The problem:
Among the entries below, how many lines include "None"? Give the number alone.

(Saved data entries)
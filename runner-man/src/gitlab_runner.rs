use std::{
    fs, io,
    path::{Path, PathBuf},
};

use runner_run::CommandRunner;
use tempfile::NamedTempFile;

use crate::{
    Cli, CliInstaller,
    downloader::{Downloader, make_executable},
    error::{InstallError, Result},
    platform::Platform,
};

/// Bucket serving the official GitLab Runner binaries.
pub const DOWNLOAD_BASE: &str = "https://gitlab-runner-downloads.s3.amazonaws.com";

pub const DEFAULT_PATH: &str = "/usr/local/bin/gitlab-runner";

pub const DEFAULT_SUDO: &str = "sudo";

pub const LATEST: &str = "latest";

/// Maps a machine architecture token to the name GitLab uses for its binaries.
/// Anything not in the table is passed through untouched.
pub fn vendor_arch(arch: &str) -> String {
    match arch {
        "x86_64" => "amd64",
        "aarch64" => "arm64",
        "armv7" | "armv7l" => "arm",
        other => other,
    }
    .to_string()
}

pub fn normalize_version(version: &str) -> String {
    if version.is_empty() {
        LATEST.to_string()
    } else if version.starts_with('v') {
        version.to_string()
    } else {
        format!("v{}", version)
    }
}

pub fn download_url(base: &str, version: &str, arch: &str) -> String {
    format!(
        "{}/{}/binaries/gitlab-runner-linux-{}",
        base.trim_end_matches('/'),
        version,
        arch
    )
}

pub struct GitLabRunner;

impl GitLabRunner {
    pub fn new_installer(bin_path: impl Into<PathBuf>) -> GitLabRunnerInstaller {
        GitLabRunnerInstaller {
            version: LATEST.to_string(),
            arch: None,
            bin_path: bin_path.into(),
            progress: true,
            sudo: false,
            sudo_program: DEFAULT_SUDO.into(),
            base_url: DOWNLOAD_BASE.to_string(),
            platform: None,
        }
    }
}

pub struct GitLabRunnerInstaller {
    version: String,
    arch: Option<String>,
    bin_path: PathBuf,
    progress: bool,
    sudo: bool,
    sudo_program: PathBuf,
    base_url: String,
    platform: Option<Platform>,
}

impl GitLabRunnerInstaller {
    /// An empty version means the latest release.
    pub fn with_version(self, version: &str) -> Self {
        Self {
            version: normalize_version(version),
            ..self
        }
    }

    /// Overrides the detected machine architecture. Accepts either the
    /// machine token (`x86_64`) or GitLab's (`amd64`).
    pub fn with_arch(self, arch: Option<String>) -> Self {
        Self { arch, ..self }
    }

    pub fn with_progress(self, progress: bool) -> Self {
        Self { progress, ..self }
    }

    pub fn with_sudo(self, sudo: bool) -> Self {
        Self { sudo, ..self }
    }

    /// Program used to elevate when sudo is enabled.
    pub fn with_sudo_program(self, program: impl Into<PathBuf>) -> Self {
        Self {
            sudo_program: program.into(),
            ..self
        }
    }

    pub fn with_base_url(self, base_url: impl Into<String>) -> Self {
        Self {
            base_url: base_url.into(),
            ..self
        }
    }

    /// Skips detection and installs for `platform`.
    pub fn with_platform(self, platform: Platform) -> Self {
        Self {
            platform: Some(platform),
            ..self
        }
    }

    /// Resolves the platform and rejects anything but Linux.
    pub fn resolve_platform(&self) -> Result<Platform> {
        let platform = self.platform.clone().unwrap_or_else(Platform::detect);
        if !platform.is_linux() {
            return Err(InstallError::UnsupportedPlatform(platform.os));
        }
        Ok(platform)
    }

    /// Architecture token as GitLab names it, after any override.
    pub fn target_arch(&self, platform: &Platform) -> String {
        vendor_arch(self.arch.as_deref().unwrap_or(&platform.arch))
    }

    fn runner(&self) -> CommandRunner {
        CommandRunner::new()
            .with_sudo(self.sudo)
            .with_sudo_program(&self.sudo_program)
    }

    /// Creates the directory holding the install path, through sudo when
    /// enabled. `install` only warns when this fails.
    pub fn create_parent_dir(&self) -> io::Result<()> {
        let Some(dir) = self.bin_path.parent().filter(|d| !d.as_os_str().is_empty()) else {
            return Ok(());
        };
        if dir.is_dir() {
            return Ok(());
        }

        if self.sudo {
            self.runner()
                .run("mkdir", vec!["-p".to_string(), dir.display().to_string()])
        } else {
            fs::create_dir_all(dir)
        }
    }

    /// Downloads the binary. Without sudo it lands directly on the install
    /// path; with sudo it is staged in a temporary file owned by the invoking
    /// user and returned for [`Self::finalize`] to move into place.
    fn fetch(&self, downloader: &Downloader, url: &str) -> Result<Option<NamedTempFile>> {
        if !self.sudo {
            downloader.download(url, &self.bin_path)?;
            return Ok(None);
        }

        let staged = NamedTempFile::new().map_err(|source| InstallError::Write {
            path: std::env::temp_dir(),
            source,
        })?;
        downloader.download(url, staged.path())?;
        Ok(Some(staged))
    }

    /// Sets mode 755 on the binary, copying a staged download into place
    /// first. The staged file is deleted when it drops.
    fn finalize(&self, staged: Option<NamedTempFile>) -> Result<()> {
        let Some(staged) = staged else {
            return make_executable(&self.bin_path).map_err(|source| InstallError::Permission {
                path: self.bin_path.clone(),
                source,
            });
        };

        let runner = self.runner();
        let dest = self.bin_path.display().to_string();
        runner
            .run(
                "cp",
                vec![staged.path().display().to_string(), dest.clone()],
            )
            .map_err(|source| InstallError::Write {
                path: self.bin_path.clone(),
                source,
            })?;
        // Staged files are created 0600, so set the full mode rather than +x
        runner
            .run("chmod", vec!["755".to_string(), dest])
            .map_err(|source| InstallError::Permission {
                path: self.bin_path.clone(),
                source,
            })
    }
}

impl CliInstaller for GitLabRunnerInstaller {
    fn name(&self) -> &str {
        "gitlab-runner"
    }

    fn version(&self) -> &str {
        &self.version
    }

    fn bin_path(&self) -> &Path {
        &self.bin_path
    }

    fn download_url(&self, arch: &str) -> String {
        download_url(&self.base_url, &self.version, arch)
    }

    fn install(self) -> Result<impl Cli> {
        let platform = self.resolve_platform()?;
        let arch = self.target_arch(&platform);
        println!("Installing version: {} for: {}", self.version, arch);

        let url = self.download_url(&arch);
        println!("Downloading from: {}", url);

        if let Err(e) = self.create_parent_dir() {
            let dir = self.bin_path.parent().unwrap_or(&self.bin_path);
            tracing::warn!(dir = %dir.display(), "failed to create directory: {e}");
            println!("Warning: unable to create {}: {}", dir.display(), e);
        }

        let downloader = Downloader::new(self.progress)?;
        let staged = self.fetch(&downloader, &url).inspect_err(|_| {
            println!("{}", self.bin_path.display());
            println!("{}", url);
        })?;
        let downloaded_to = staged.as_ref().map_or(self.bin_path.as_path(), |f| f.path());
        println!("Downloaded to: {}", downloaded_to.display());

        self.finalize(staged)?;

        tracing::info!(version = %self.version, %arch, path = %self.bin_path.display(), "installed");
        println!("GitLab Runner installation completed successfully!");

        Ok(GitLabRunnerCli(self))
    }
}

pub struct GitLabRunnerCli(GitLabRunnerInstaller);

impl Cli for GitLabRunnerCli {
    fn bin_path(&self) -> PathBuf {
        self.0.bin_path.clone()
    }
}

Solution for this problem:
3